Activity >>
I'd like the number of lines in the material below that include the word "push", written with no other text.

Excerpted data >>
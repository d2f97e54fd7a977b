use super::cursor::Cursor;
use super::statement::data_ref;
use super::tree::{
    Access, DataDivision, DataEntry, DataSection, DataSectionKind, FileDescription,
    FileDescriptionKind, Name, OccursClause, RenamesClause,
};
use super::ParseContext;
use crate::config::DialectExtension;
use crate::diagnostic::DiagnosticKind;
use crate::lexer::{LiteralKind, Token, TokenKind};
use crate::source::SourceRange;

const USAGE_WORDS: &[&str] = &[
    "DISPLAY", "COMP", "COMP-1", "COMP-2", "COMP-3", "COMP-4", "COMP-5", "COMPUTATIONAL",
    "COMPUTATIONAL-1", "COMPUTATIONAL-2", "COMPUTATIONAL-3", "COMPUTATIONAL-4",
    "COMPUTATIONAL-5", "BINARY", "PACKED-DECIMAL", "INDEX", "POINTER",
];

/// Words that start a new clause and so end a VALUE literal list
const CLAUSE_WORDS: &[&str] = &[
    "PIC", "PICTURE", "USAGE", "OCCURS", "REDEFINES", "VALUE", "VALUES", "RENAMES", "SIGN",
    "JUSTIFIED", "JUST", "SYNCHRONIZED", "SYNC", "BLANK", "EXTERNAL", "GLOBAL",
];

/// Level number of a data description entry, if the token is one
pub(crate) fn level_of(token: &Token) -> Option<u8> {
    if token.kind != TokenKind::Literal(LiteralKind::Numeric) {
        return None;
    }
    let level: u8 = token.text.parse().ok()?;
    matches!(level, 1..=49 | 66 | 77 | 88).then_some(level)
}

fn is_clause_word(token: &Token) -> bool {
    let upper = token.upper();
    token.kind == TokenKind::Keyword
        && (CLAUSE_WORDS.contains(&upper.as_str()) || USAGE_WORDS.contains(&upper.as_str()))
}

fn name_of(token: &Token) -> Name {
    Name {
        text: token.text.clone(),
        range: token.range.clone(),
    }
}

impl ParseContext<'_> {
    pub(crate) fn data_division(&mut self, range: SourceRange, body: &[Token]) -> DataDivision {
        let mut cursor = Cursor::new(body);
        let mut sections: Vec<DataSection> = Vec::new();

        while let Some(token) = cursor.peek() {
            if token.is_word() && cursor.peek_at(1).is_some_and(|t| t.is_keyword("SECTION")) {
                self.check_area_a(token, "section header");
                cursor.next();
                cursor.next();
                let end = cursor.eat_period().unwrap_or(token);
                sections.push(DataSection {
                    kind: DataSectionKind::from_word(&token.text),
                    name: Some(name_of(token)),
                    range: token.range.to(&end.range),
                    files: Vec::new(),
                    entries: Vec::new(),
                });
                continue;
            }

            if token.is_keyword("FD") || token.is_keyword("SD") {
                if let Some(fd) = self.file_description(&mut cursor) {
                    current_section(&mut sections, &fd.range).files.push(fd);
                }
                continue;
            }

            if let Some(level) = level_of(token) {
                cursor.next();
                let entry = self.data_entry(&mut cursor, token, level);
                let section = current_section(&mut sections, &entry.range);
                // records under an FD belong to it until the next FD or section
                match section.files.last_mut() {
                    Some(fd) if section.kind == DataSectionKind::File => fd.records.push(entry),
                    _ => section.entries.push(entry),
                }
                continue;
            }

            if token.is_keyword("EXEC") && self.config.allows(DialectExtension::ExecBlocks) {
                let rest = &cursor.tokens()[cursor.pos()..];
                match rest.iter().position(|t| t.is_keyword("END-EXEC")) {
                    Some(offset) => {
                        for _ in 0..=offset {
                            cursor.next();
                        }
                        cursor.eat_period();
                    }
                    None => {
                        cursor.skip_past_period();
                    }
                }
                continue;
            }

            cursor.next();
            let start = token;
            cursor.skip_to_period();
            let last = cursor.eat_period().or_else(|| cursor.previous()).unwrap_or(start);
            let text = self.verbatim(start, last);
            self.diagnostic(
                DiagnosticKind::OpaqueStatement,
                start.range.to(&last.range),
                format!("unrecognized data description: {}", text.trim()),
            );
        }

        for section in &mut sections {
            let last_entry = section.entries.last().map(|e| e.range.clone());
            let last_file = section.files.last().map(|fd| {
                fd.records
                    .last()
                    .map_or_else(|| fd.range.clone(), |r| r.range.clone())
            });
            let end = last_entry
                .into_iter()
                .chain(last_file)
                .max_by_key(|r| (r.end_line, r.end_col));
            if let Some(end) = end {
                section.range = section.range.to(&end);
            }
            for fd in &mut section.files {
                if let Some(last) = fd.records.last() {
                    fd.range = fd.range.to(&last.range);
                }
            }
        }

        DataDivision { range, sections }
    }

    /// `FD name [clauses].`; records are attached by the caller
    fn file_description(&mut self, cursor: &mut Cursor<'_>) -> Option<FileDescription> {
        let fd_token = cursor.next()?;
        self.check_area_a(fd_token, "file description");
        let kind = if fd_token.is_keyword("SD") {
            FileDescriptionKind::Sd
        } else {
            FileDescriptionKind::Fd
        };

        let Some(name_token) = cursor.peek().filter(|t| t.kind == TokenKind::Identifier) else {
            self.diagnostic(
                DiagnosticKind::OpaqueStatement,
                fd_token.range.clone(),
                format!("{} without a file name", fd_token.text),
            );
            cursor.skip_past_period();
            return None;
        };
        cursor.next();
        let end = cursor.skip_past_period().unwrap_or(name_token);

        Some(FileDescription {
            kind,
            name: name_of(name_token),
            range: fd_token.range.to(&end.range),
            records: Vec::new(),
        })
    }

    /// Clauses of one entry; the level number has already been consumed
    fn data_entry(&mut self, cursor: &mut Cursor<'_>, level_token: &Token, level: u8) -> DataEntry {
        if level == 1 || level == 77 {
            self.check_area_a(level_token, "level");
        }

        let name = match cursor.peek() {
            Some(token) if token.kind == TokenKind::Identifier => {
                cursor.next();
                Some(name_of(token))
            }
            Some(token) if token.is_keyword("FILLER") => {
                cursor.next();
                None
            }
            _ => None,
        };

        let mut entry = DataEntry {
            level,
            name,
            range: level_token.range.clone(),
            picture: None,
            usage: None,
            redefines: None,
            occurs: None,
            value: None,
            renames: None,
        };

        while let Some(token) = cursor.peek() {
            if token.is_period() {
                break;
            }
            // a new entry on its own line means the period was forgotten
            if token.starts_line && level_of(token).is_some() {
                break;
            }
            cursor.next();

            let upper = token.upper();
            match upper.as_str() {
                "REDEFINES" => {
                    entry.redefines = cursor
                        .peek()
                        .filter(|t| t.kind == TokenKind::Identifier)
                        .map(name_of);
                    if entry.redefines.is_some() {
                        cursor.next();
                    }
                }
                "PIC" | "PICTURE" => {
                    cursor.eat_keyword("IS");
                    entry.picture = cursor.next().map(|t| t.text.clone());
                }
                "USAGE" => {
                    cursor.eat_keyword("IS");
                    entry.usage = cursor.next().map(Token::upper);
                }
                "OCCURS" => entry.occurs = Some(occurs(cursor)),
                "VALUE" | "VALUES" => {
                    cursor.eat_keyword("IS");
                    cursor.eat_keyword("ARE");
                    entry.value = Some(value_text(cursor));
                }
                "RENAMES" => {
                    if let Some(from) = data_ref(cursor, Access::Read, &mut Vec::new()) {
                        let thru = if cursor.eat_keyword("THRU") || cursor.eat_keyword("THROUGH") {
                            data_ref(cursor, Access::Read, &mut Vec::new())
                        } else {
                            None
                        };
                        entry.renames = Some(RenamesClause { from, thru });
                    }
                }
                word if token.kind == TokenKind::Keyword && USAGE_WORDS.contains(&word) => {
                    entry.usage = Some(upper.clone());
                }
                _ => {}
            }
        }

        let last = cursor.eat_period().or_else(|| cursor.previous()).unwrap_or(level_token);
        entry.range = level_token.range.to(&last.range);
        entry
    }
}

/// `OCCURS n [TO m] [TIMES] [DEPENDING [ON] x] [ASCENDING|DESCENDING [KEY] [IS] k...] [INDEXED [BY] i...]`
fn occurs(cursor: &mut Cursor<'_>) -> OccursClause {
    let min = integer(cursor).unwrap_or_default();
    let mut clause = OccursClause {
        min,
        max: min,
        depending_on: None,
        indexed_by: Vec::new(),
    };

    if cursor.eat_keyword("TO") {
        if let Some(max) = integer(cursor) {
            clause.max = max;
        }
    }
    cursor.eat_keyword("TIMES");

    loop {
        if cursor.eat_keyword("DEPENDING") {
            cursor.eat_keyword("ON");
            clause.depending_on = data_ref(cursor, Access::Read, &mut Vec::new());
        } else if cursor.eat_keyword("ASCENDING") || cursor.eat_keyword("DESCENDING") {
            cursor.eat_keyword("KEY");
            cursor.eat_keyword("IS");
            while cursor.peek().is_some_and(|t| t.kind == TokenKind::Identifier) {
                cursor.next();
            }
        } else if cursor.eat_keyword("INDEXED") {
            cursor.eat_keyword("BY");
            while let Some(token) = cursor.peek().filter(|t| t.kind == TokenKind::Identifier) {
                clause.indexed_by.push(name_of(token));
                cursor.next();
            }
        } else {
            break;
        }
    }

    clause
}

/// Consume an unsigned integer literal
fn integer(cursor: &mut Cursor<'_>) -> Option<u32> {
    let value = cursor
        .peek()
        .filter(|t| t.kind == TokenKind::Literal(LiteralKind::Numeric))
        .and_then(|t| t.text.parse::<u32>().ok())?;
    cursor.next();
    Some(value)
}

/// Literal text of a VALUE clause up to the next clause or the period
fn value_text(cursor: &mut Cursor<'_>) -> String {
    let mut parts = Vec::new();
    while let Some(token) = cursor.peek() {
        if token.is_period() || is_clause_word(token) {
            break;
        }
        parts.push(token.text.as_str());
        cursor.next();
    }
    parts.join(" ")
}

/// Last section, or an implicit one for entries written before any section header
fn current_section<'s>(sections: &'s mut Vec<DataSection>, range: &SourceRange) -> &'s mut DataSection {
    if sections.is_empty() {
        sections.push(DataSection {
            kind: DataSectionKind::Other,
            name: None,
            range: range.clone(),
            files: Vec::new(),
            entries: Vec::new(),
        });
    }
    let last = sections.len() - 1;
    &mut sections[last]
}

Finished exercise >>
7